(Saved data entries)
//! Component Definition API

use std::rc::Rc;

use fos_dom::{CustomElement, CustomElementError, Document, ElementConstructor, ElementRef, NodeId};

use crate::controller::{Binding, ComponentElement, Factory, RenderFn};
use crate::{ComponentError, Config, HookContext, Hooks, Isolation, Props, Renderer};

/// Outcome of a successful `define_component`
#[derive(Debug, Clone)]
pub enum Registration {
    /// The tag was registered with this definition
    Defined(ComponentDefinition),
    /// The tag already had a definition; it was left unchanged
    AlreadyDefined,
}

impl Registration {
    pub fn is_defined(&self) -> bool {
        matches!(self, Self::Defined(_))
    }

    pub fn definition(&self) -> Option<&ComponentDefinition> {
        match self {
            Self::Defined(definition) => Some(definition),
            Self::AlreadyDefined => None,
        }
    }

    pub fn into_definition(self) -> Option<ComponentDefinition> {
        match self {
            Self::Defined(definition) => Some(definition),
            Self::AlreadyDefined => None,
        }
    }
}

/// A registered component tag
#[derive(Debug, Clone)]
pub struct ComponentDefinition {
    tag: String,
    props: Props,
    hooks: Hooks,
}

impl ComponentDefinition {
    pub fn tag(&self) -> &str {
        &self.tag
    }

    /// Store created by the definition-time factory run
    ///
    /// With shared isolation this is the store every element of the tag uses.
    pub fn props(&self) -> &Props {
        &self.props
    }

    pub fn observed_attributes(&self) -> &[String] {
        self.hooks.observed_attributes()
    }

    pub fn hooks(&self) -> &Hooks {
        &self.hooks
    }
}

/// Defines components into one document with one renderer
pub struct ComponentHost<R: Renderer> {
    document: Document,
    renderer: Rc<R>,
    config: Config,
}

impl<R: Renderer> ComponentHost<R> {
    pub fn new(document: Document, renderer: R) -> Self {
        Self::with_config(document, renderer, Config::default())
    }

    pub fn with_config(document: Document, renderer: R, config: Config) -> Self {
        Self {
            document,
            renderer: Rc::new(renderer),
            config,
        }
    }

    pub fn document(&self) -> &Document {
        &self.document
    }

    pub fn config(&self) -> &Config {
        &self.config
    }

    /// Define `tag` as a component built by `factory`
    ///
    /// The factory runs once before this returns. It receives the hook
    /// context and props store and returns the render function. Defining a
    /// tag twice leaves the first definition in place and returns
    /// `Registration::AlreadyDefined`; only an invalid tag name is an error.
    pub fn define_component<F, V>(&self, tag: &str, factory: F) -> Result<Registration, ComponentError>
    where
        F: Fn(&HookContext, &Props) -> V + 'static,
        V: Fn(&[NodeId]) -> R::Template + 'static,
    {
        let factory: Rc<Factory<R::Template>> = Rc::new(move |cx: &HookContext, props: &Props| {
            Box::new(factory(cx, props)) as RenderFn<R::Template>
        });

        let binding = Binding::setup(tag, &*factory, self.renderer.clone(), self.config.clone());
        if self.document.is_defined(tag) {
            return Ok(Registration::AlreadyDefined);
        }

        let observed = binding.hooks.observed_attributes().to_vec();
        let definition = ComponentDefinition {
            tag: tag.to_string(),
            props: binding.props.clone(),
            hooks: binding.hooks.clone(),
        };

        let constructor: Rc<dyn ElementConstructor> = match self.config.isolation {
            Isolation::Shared => Rc::new(move |element: ElementRef| {
                ComponentElement::new(element, binding.clone()) as Rc<dyn CustomElement>
            }),
            Isolation::PerInstance => {
                let tag = tag.to_string();
                let renderer = self.renderer.clone();
                let config = self.config.clone();
                Rc::new(move |element: ElementRef| {
                    let binding = Binding::setup(&tag, &*factory, renderer.clone(), config.clone());
                    ComponentElement::new(element, binding) as Rc<dyn CustomElement>
                })
            }
        };

        match self.document.define(tag, observed, constructor) {
            Ok(()) => Ok(Registration::Defined(definition)),
            Err(CustomElementError::AlreadyDefined(_)) => Ok(Registration::AlreadyDefined),
            Err(source) => Err(ComponentError::Registry {
                tag: tag.to_string(),
                source,
            }),
        }
    }
}

/// Define `tag` in `document` with the default configuration
pub fn define_component<R, F, V>(
    document: &Document,
    renderer: R,
    tag: &str,
    factory: F,
) -> Result<Registration, ComponentError>
where
    R: Renderer,
    F: Fn(&HookContext, &Props) -> V + 'static,
    V: Fn(&[NodeId]) -> R::Template + 'static,
{
    ComponentHost::new(document.clone(), renderer).define_component(tag, factory)
}

#[cfg(test)]
mod tests {
    use super::*;
    use crate::TextRenderer;

    #[test]
    fn test_factory_runs_once_per_call() {
        let host = ComponentHost::new(Document::new(), TextRenderer);
        assert_eq!(host.config().isolation, Isolation::Shared);
        let runs = Rc::new(std::cell::Cell::new(0));

        for _ in 0..2 {
            let runs = runs.clone();
            host.define_component("x-once", move |_: &HookContext, _: &Props| {
                runs.set(runs.get() + 1);
                |_: &[NodeId]| String::new()
            })
            .unwrap();
        }
        assert_eq!(runs.get(), 2);
    }

    #[test]
    fn test_invalid_tag_is_an_error() {
        let doc = Document::new();
        let err = define_component(&doc, TextRenderer, "nohyphen", |_: &HookContext, _: &Props| {
            |_: &[NodeId]| String::new()
        })
        .unwrap_err();

        assert_eq!(
            err,
            ComponentError::Registry {
                tag: "nohyphen".into(),
                source: CustomElementError::InvalidName("nohyphen".into()),
            }
        );
        assert_eq!(err.to_string(), "cannot define <nohyphen>: Invalid custom element name: nohyphen");
    }

    #[test]
    fn test_definition_exposes_setup_results() {
        let doc = Document::new();
        let registration = define_component(&doc, TextRenderer, "x-def", |cx: &HookContext, props: &Props| {
            cx.observe_attribute("open");
            cx.register_styles(["dark"]);
            props.set("open", true);
            |_: &[NodeId]| String::new()
        })
        .unwrap();

        let definition = registration.definition().unwrap();
        assert_eq!(definition.tag(), "x-def");
        assert_eq!(definition.observed_attributes(), &["open", "dark"]);
        assert_eq!(definition.props().peek("open"), crate::PropValue::Bool(true));
        assert!(doc.is_defined("x-def"));
    }
}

WHAT THIS TASK INVOLVES:
What is the number of lines in the data that include "CustomElementError"? Answer with that number alone.

OUTPUT FOR THIS EXERCISE:
3